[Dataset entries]
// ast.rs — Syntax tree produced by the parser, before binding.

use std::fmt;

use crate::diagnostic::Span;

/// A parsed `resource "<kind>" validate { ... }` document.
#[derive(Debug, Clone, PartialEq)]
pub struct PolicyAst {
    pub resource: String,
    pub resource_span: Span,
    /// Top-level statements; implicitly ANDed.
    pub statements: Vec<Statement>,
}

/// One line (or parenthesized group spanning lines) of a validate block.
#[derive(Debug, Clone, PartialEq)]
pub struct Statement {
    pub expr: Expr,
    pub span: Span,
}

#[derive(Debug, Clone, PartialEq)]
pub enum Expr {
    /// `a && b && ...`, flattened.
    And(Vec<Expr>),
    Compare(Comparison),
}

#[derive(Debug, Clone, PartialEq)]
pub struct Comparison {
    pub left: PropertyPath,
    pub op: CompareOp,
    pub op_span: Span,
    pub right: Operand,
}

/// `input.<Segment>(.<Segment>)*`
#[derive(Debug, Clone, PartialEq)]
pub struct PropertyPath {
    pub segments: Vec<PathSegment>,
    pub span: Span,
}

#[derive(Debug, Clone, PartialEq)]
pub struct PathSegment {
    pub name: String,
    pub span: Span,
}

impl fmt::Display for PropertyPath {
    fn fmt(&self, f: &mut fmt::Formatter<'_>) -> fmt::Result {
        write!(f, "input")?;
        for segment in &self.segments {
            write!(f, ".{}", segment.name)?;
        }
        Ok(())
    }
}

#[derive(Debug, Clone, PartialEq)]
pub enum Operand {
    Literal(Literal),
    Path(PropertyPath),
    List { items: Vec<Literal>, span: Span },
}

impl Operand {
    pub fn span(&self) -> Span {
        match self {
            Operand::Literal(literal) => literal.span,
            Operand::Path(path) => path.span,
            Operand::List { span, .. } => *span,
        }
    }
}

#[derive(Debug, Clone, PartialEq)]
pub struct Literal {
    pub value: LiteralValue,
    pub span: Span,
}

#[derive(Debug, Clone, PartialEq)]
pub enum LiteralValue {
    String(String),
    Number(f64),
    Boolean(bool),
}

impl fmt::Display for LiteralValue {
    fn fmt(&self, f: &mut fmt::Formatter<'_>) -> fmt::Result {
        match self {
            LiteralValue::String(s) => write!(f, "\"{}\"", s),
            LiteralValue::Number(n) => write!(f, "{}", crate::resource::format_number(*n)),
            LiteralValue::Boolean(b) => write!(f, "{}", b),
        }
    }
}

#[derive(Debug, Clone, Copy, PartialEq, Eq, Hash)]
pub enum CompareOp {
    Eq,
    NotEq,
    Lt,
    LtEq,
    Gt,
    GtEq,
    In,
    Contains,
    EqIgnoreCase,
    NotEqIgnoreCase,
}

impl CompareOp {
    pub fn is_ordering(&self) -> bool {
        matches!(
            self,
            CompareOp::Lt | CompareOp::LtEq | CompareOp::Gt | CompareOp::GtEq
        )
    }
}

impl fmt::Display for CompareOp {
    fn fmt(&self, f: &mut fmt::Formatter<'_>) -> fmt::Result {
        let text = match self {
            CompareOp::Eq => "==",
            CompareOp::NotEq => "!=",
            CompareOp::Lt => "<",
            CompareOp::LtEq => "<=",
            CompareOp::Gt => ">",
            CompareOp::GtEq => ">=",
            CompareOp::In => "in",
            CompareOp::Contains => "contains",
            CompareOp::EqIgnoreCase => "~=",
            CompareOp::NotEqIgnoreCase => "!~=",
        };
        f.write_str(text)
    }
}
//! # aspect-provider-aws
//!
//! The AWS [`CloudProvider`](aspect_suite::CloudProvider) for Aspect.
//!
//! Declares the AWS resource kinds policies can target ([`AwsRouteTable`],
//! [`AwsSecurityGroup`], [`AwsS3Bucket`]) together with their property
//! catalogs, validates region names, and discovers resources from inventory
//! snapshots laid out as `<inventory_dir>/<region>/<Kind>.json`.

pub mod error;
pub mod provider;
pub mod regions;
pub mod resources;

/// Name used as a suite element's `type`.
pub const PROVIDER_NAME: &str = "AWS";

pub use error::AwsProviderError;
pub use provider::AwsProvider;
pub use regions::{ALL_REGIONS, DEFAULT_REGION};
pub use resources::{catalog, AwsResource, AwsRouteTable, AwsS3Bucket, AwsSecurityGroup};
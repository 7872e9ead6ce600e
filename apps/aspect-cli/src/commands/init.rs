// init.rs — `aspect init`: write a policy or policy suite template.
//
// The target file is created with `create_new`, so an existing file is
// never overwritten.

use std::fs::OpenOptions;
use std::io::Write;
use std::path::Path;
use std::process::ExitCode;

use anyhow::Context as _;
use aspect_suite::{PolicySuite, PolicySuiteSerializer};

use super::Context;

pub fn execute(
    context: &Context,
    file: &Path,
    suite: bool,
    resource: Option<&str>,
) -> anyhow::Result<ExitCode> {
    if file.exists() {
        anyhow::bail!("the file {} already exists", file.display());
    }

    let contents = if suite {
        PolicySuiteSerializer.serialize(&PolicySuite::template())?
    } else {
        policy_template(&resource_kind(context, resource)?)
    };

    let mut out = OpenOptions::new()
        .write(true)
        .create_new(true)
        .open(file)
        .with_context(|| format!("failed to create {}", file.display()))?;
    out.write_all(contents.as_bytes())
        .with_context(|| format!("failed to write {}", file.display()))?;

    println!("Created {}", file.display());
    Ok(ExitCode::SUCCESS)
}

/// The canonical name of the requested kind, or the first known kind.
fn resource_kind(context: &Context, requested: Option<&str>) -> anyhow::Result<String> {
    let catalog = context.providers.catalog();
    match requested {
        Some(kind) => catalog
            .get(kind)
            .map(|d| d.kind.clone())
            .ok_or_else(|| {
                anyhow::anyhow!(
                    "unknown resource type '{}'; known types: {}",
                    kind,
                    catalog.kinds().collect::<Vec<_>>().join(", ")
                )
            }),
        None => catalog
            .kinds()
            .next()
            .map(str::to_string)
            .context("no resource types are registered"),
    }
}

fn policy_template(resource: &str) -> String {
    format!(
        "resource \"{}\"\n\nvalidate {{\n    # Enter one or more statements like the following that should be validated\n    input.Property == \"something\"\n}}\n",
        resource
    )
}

Work order: Could you reproduce every record above exactly as it appears?

Exercise result:
// ast.rs — Syntax tree produced by the parser, before binding.

use std::fmt;

use crate::diagnostic::Span;

/// A parsed `resource "<kind>" validate { ... }` document.
#[derive(Debug, Clone, PartialEq)]
pub struct PolicyAst {
    pub resource: String,
    pub resource_span: Span,
    /// Top-level statements; implicitly ANDed.
    pub statements: Vec<Statement>,
}

/// One line (or parenthesized group spanning lines) of a validate block.
#[derive(Debug, Clone, PartialEq)]
pub struct Statement {
    pub expr: Expr,
    pub span: Span,
}

#[derive(Debug, Clone, PartialEq)]
pub enum Expr {
    /// `a && b && ...`, flattened.
    And(Vec<Expr>),
    Compare(Comparison),
}

#[derive(Debug, Clone, PartialEq)]
pub struct Comparison {
    pub left: PropertyPath,
    pub op: CompareOp,
    pub op_span: Span,
    pub right: Operand,
}

/// `input.<Segment>(.<Segment>)*`
#[derive(Debug, Clone, PartialEq)]
pub struct PropertyPath {
    pub segments: Vec<PathSegment>,
    pub span: Span,
}

#[derive(Debug, Clone, PartialEq)]
pub struct PathSegment {
    pub name: String,
    pub span: Span,
}

impl fmt::Display for PropertyPath {
    fn fmt(&self, f: &mut fmt::Formatter<'_>) -> fmt::Result {
        write!(f, "input")?;
        for segment in &self.segments {
            write!(f, ".{}", segment.name)?;
        }
        Ok(())
    }
}

#[derive(Debug, Clone, PartialEq)]
pub enum Operand {
    Literal(Literal),
    Path(PropertyPath),
    List { items: Vec<Literal>, span: Span },
}

impl Operand {
    pub fn span(&self) -> Span {
        match self {
            Operand::Literal(literal) => literal.span,
            Operand::Path(path) => path.span,
            Operand::List { span, .. } => *span,
        }
    }
}

#[derive(Debug, Clone, PartialEq)]
pub struct Literal {
    pub value: LiteralValue,
    pub span: Span,
}

#[derive(Debug, Clone, PartialEq)]
pub enum LiteralValue {
    String(String),
    Number(f64),
    Boolean(bool),
}

impl fmt::Display for LiteralValue {
    fn fmt(&self, f: &mut fmt::Formatter<'_>) -> fmt::Result {
        match self {
            LiteralValue::String(s) => write!(f, "\"{}\"", s),
            LiteralValue::Number(n) => write!(f, "{}", crate::resource::format_number(*n)),
            LiteralValue::Boolean(b) => write!(f, "{}", b),
        }
    }
}

#[derive(Debug, Clone, Copy, PartialEq, Eq, Hash)]
pub enum CompareOp {
    Eq,
    NotEq,
    Lt,
    LtEq,
    Gt,
    GtEq,
    In,
    Contains,
    EqIgnoreCase,
    NotEqIgnoreCase,
}

impl CompareOp {
    pub fn is_ordering(&self) -> bool {
        matches!(
            self,
            CompareOp::Lt | CompareOp::LtEq | CompareOp::Gt | CompareOp::GtEq
        )
    }
}

impl fmt::Display for CompareOp {
    fn fmt(&self, f: &mut fmt::Formatter<'_>) -> fmt::Result {
        let text = match self {
            CompareOp::Eq => "==",
            CompareOp::NotEq => "!=",
            CompareOp::Lt => "<",
            CompareOp::LtEq => "<=",
            CompareOp::Gt => ">",
            CompareOp::GtEq => ">=",
            CompareOp::In => "in",
            CompareOp::Contains => "contains",
            CompareOp::EqIgnoreCase => "~=",
            CompareOp::NotEqIgnoreCase => "!~=",
        };
        f.write_str(text)
    }
}
//! # aspect-provider-aws
//!
//! The AWS [`CloudProvider`](aspect_suite::CloudProvider) for Aspect.
//!
//! Declares the AWS resource kinds policies can target ([`AwsRouteTable`],
//! [`AwsSecurityGroup`], [`AwsS3Bucket`]) together with their property
//! catalogs, validates region names, and discovers resources from inventory
//! snapshots laid out as `<inventory_dir>/<region>/<Kind>.json`.

pub mod error;
pub mod provider;
pub mod regions;
pub mod resources;

/// Name used as a suite element's `type`.
pub const PROVIDER_NAME: &str = "AWS";

pub use error::AwsProviderError;
pub use provider::AwsProvider;
pub use regions::{ALL_REGIONS, DEFAULT_REGION};
pub use resources::{catalog, AwsResource, AwsRouteTable, AwsS3Bucket, AwsSecurityGroup};
repository 7872e9ead6ce600e
filename apps/aspect-cli/src/commands/init.rs
// init.rs — `aspect init`: write a policy or policy suite template.
//
// The target file is created with `create_new`, so an existing file is
// never overwritten.

use std::fs::OpenOptions;
use std::io::Write;
use std::path::Path;
use std::process::ExitCode;

use anyhow::Context as _;
use aspect_suite::{PolicySuite, PolicySuiteSerializer};

use super::Context;

pub fn execute(
    context: &Context,
    file: &Path,
    suite: bool,
    resource: Option<&str>,
) -> anyhow::Result<ExitCode> {
    if file.exists() {
        anyhow::bail!("the file {} already exists", file.display());
    }

    let contents = if suite {
        PolicySuiteSerializer.serialize(&PolicySuite::template())?
    } else {
        policy_template(&resource_kind(context, resource)?)
    };

    let mut out = OpenOptions::new()
        .write(true)
        .create_new(true)
        .open(file)
        .with_context(|| format!("failed to create {}", file.display()))?;
    out.write_all(contents.as_bytes())
        .with_context(|| format!("failed to write {}", file.display()))?;

    println!("Created {}", file.display());
    Ok(ExitCode::SUCCESS)
}

/// The canonical name of the requested kind, or the first known kind.
fn resource_kind(context: &Context, requested: Option<&str>) -> anyhow::Result<String> {
    let catalog = context.providers.catalog();
    match requested {
        Some(kind) => catalog
            .get(kind)
            .map(|d| d.kind.clone())
            .ok_or_else(|| {
                anyhow::anyhow!(
                    "unknown resource type '{}'; known types: {}",
                    kind,
                    catalog.kinds().collect::<Vec<_>>().join(", ")
                )
            }),
        None => catalog
            .kinds()
            .next()
            .map(str::to_string)
            .context("no resource types are registered"),
    }
}

fn policy_template(resource: &str) -> String {
    format!(
        "resource \"{}\"\n\nvalidate {{\n    # Enter one or more statements like the following that should be validated\n    input.Property == \"something\"\n}}\n",
        resource
    )
}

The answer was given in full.